• _Task requirements_
Take the entries that follow and write each one out exactly.

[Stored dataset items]
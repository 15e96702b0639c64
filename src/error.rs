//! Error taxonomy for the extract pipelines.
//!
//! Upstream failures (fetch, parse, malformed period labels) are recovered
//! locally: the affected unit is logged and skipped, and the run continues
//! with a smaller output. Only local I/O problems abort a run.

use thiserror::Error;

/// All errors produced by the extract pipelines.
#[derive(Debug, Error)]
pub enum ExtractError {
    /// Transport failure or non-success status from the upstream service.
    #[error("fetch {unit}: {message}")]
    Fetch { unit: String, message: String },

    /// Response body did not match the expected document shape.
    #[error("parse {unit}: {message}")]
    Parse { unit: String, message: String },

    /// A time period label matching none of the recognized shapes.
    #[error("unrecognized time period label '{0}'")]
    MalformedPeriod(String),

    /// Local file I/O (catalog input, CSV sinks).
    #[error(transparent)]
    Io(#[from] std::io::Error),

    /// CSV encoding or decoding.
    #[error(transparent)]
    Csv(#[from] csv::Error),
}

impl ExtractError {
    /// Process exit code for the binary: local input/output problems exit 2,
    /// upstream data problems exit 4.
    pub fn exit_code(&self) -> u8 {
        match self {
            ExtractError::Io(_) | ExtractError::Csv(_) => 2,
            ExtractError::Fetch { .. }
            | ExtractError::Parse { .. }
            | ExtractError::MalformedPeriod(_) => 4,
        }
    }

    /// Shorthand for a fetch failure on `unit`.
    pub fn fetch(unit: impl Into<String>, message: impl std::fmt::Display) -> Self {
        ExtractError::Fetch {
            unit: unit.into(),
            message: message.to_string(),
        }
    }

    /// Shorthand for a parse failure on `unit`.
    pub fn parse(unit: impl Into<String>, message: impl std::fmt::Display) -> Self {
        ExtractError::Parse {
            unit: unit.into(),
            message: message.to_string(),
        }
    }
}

• _Task output_
repository 15e96702b0639c64
filename src/error.rs
//! Error taxonomy for the extract pipelines.
//!
//! Upstream failures (fetch, parse, malformed period labels) are recovered
//! locally: the affected unit is logged and skipped, and the run continues
//! with a smaller output. Only local I/O problems abort a run.

use thiserror::Error;

/// All errors produced by the extract pipelines.
#[derive(Debug, Error)]
pub enum ExtractError {
    /// Transport failure or non-success status from the upstream service.
    #[error("fetch {unit}: {message}")]
    Fetch { unit: String, message: String },

    /// Response body did not match the expected document shape.
    #[error("parse {unit}: {message}")]
    Parse { unit: String, message: String },

    /// A time period label matching none of the recognized shapes.
    #[error("unrecognized time period label '{0}'")]
    MalformedPeriod(String),

    /// Local file I/O (catalog input, CSV sinks).
    #[error(transparent)]
    Io(#[from] std::io::Error),

    /// CSV encoding or decoding.
    #[error(transparent)]
    Csv(#[from] csv::Error),
}

impl ExtractError {
    /// Process exit code for the binary: local input/output problems exit 2,
    /// upstream data problems exit 4.
    pub fn exit_code(&self) -> u8 {
        match self {
            ExtractError::Io(_) | ExtractError::Csv(_) => 2,
            ExtractError::Fetch { .. }
            | ExtractError::Parse { .. }
            | ExtractError::MalformedPeriod(_) => 4,
        }
    }

    /// Shorthand for a fetch failure on `unit`.
    pub fn fetch(unit: impl Into<String>, message: impl std::fmt::Display) -> Self {
        ExtractError::Fetch {
            unit: unit.into(),
            message: message.to_string(),
        }
    }

    /// Shorthand for a parse failure on `unit`.
    pub fn parse(unit: impl Into<String>, message: impl std::fmt::Display) -> Self {
        ExtractError::Parse {
            unit: unit.into(),
            message: message.to_string(),
        }
    }
}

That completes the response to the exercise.